Reason precedes existence. Why argue the matter? The line is not chalk on a sidewalk or a crack along the chalk mark; it is not the imprint of a fallen reed swallowed by wet sandthe explicitly sexual mouthful of water waiting
to follow the sunken reed. Reason is the self-sufficient animal that devours itself in order to survive. The line is not a rope or a string or a section of barbed wire cut for the escape. He is running against the generally accepted notion
that sees lines as the envoys of abstract distance. His dismantled agenda sets the pace.
The Prodigal Son in his own words: Rhetorical answers
Under conditions that are only possible elsewhere, I tend to feel much better though I'm beginning to get the impression that things are improving locally.
It hasn't been that long: I remember the road years, itineraries clouding my eyes. Time goes south when it's not in a hurry; it repeats itself in fragments.
I'd have to be standing there, awake, to know how well or how miserably I sleep on any given night. Those few times I witness the dark dissolving into morning, the
whole incredible thing is an afterthought revisting itself. There is more to this than this, like the series of expectations in the case of the child who raises an arm,
as if to pat herself on the head, and says, "I'm this tall," the hand still hovering inches above the uneven part in her hair. There is a partial end to everything.
Each day, a different stranger passes for me; they differ from one another as much as I resemble every one of them.
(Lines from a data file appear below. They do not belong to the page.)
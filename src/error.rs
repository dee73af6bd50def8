//! Error types.

/// Error enumerates the possible Cert Crab error states.
///
/// Conditions that are expected while waiting on the certificate authority, such as a
/// validation challenge that hasn't been computed yet or a certificate that hasn't been
/// issued yet, are never represented here. Those are ordinary negative results that drive
/// the [provisioning state machine][crate::provision].
#[derive(thiserror::Error, Debug)]
pub enum Error {
    /// Returned when the certificate authority rejects a request, returns malformed
    /// challenge data, or never produces a challenge within the configured bound. Also
    /// returned when the domain name to certify isn't a valid DNS name.
    #[error("certificate authority error: {0}")]
    Authority(String),

    /// Returned by [`ValidationRecordPublisher::publish`][crate::zone::ValidationRecordPublisher]
    /// when no zone exactly matches the requested zone name. The zone is a precondition the
    /// stack author must fix, so this is never retried.
    #[error("no hosted zone named \"{0}.\"")]
    ZoneNotFound(String),

    /// Returned when the DNS zone service rejects a lookup or a record change.
    #[error("DNS zone service error: {0}")]
    Zone(String),

    /// Returned when a resumed invocation carries an attempt counter beyond
    /// [`Config::max_attempts`][crate::config::Config::max_attempts].
    #[error(
        "timed out waiting for certificate issuance: attempt {attempt} exceeds the maximum of {max}"
    )]
    BudgetExceeded { attempt: u32, max: u32 },

    /// Returned when neither the request properties nor the environment name a region.
    #[error("no target region: set the Region property or AWS_DEFAULT_REGION")]
    MissingRegion,

    /// Returned when a create request lacks properties required to provision.
    #[error("invalid request: {0}")]
    InvalidRequest(String),

    /// Returned when the follow-up invocation carrying a checkpoint couldn't be scheduled.
    #[error("failed to schedule re-invocation: {0}")]
    Reinvoke(String),

    /// Returned when the orchestrator callback couldn't be delivered.
    #[error("callback delivery failed")]
    Callback(#[from] reqwest::Error),

    /// Returned when the orchestrator callback endpoint answers with a non-success status.
    #[error("callback rejected with HTTP status {0}")]
    CallbackStatus(u16),

    /// Returned when the [`Config`][crate::config::Config] settings are inconsistent.
    #[error("invalid configuration: {0}")]
    InvalidConfig(String),

    /// Returned when a generic IO error occurs.
    #[error("an IO error occurred")]
    IO(#[from] std::io::Error),

    /// Returned when an event payload or a config file isn't valid JSON for its model.
    #[error("invalid JSON")]
    InvalidJSON(#[from] serde_json::Error),
}
use crate::authority::{CertificateHandle, ValidationChallenge};
use serde::{Deserialize, Serialize};

/// The phase a suspended attempt stopped in.
#[derive(Serialize, Deserialize, Debug, Clone, Copy, PartialEq, Eq)]
#[serde(rename_all = "SCREAMING_SNAKE_CASE")]
pub enum CheckpointPhase {
    Requested,
    RecordPublished,
    Polling,
}

/// Progress carried from one invocation of a logical attempt to the next, embedded in the
/// re-invocation event. `attempt` is the number of the invocation that will consume it.
#[derive(Serialize, Deserialize, Debug, Clone, PartialEq, Eq)]
#[serde(rename_all = "PascalCase")]
pub struct Checkpoint {
    pub certificate_handle: CertificateHandle,
    pub attempt: u32,
    pub phase: CheckpointPhase,
}

/// What a single invocation produced. Everything but `InProgress` is terminal and reported
/// to the orchestrator.
#[derive(Serialize, Debug, Clone, PartialEq, Eq)]
#[serde(tag = "Outcome", rename_all = "SCREAMING_SNAKE_CASE")]
pub enum ProvisioningOutcome {
    Success { certificate_handle: CertificateHandle },
    Acknowledged,
    Failed { reason: String },
    InProgress { checkpoint: Checkpoint },
}

impl ProvisioningOutcome {
    #[must_use]
    pub fn is_terminal(&self) -> bool {
        !matches!(self, ProvisioningOutcome::InProgress { .. })
    }
}

/// Where the state machine is within one invocation.
#[derive(Debug, Clone, PartialEq, Eq)]
pub(crate) enum Phase {
    Starting,
    Requested {
        handle: CertificateHandle,
        // Not checkpointed; a resumed attempt reads it from the authority again.
        challenge: Option<ValidationChallenge>,
    },
    RecordPublished {
        handle: CertificateHandle,
    },
    Polling {
        handle: CertificateHandle,
    },
}

impl Phase {
    pub(crate) fn resume(checkpoint: &Checkpoint) -> Self {
        let handle = checkpoint.certificate_handle.clone();
        match checkpoint.phase {
            CheckpointPhase::Requested => Phase::Requested {
                handle,
                challenge: None,
            },
            CheckpointPhase::RecordPublished => Phase::RecordPublished { handle },
            CheckpointPhase::Polling => Phase::Polling { handle },
        }
    }

    /// The checkpoint to resume this phase in invocation `next_attempt`. `None` before a
    /// certificate has been requested.
    pub(crate) fn checkpoint(&self, next_attempt: u32) -> Option<Checkpoint> {
        let (handle, phase) = match self {
            Phase::Starting => return None,
            Phase::Requested { handle, .. } => (handle, CheckpointPhase::Requested),
            Phase::RecordPublished { handle } => (handle, CheckpointPhase::RecordPublished),
            Phase::Polling { handle } => (handle, CheckpointPhase::Polling),
        };
        Some(Checkpoint {
            certificate_handle: handle.clone(),
            attempt: next_attempt,
            phase,
        })
    }
}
The Prodigal Son locates the epicenter
It's always better to forget. When the voice says coordinates he doesn't know if the news is about fashion or warfare, he's not even sure that it's news; it could be interference,
unclaimed freight, the last work of an ecumenical hermit, a game of hopscotch without numbers, his hand, his other hand clutching dice in his pocket. There must
be something palpable that separates incidental from accidental; otherwise, the suicide is mistakenly filed under wrongful death and life goes on as if
this were the curtain, this the proscenium, this the cue to burst into the scene with an unintentional soliloquy.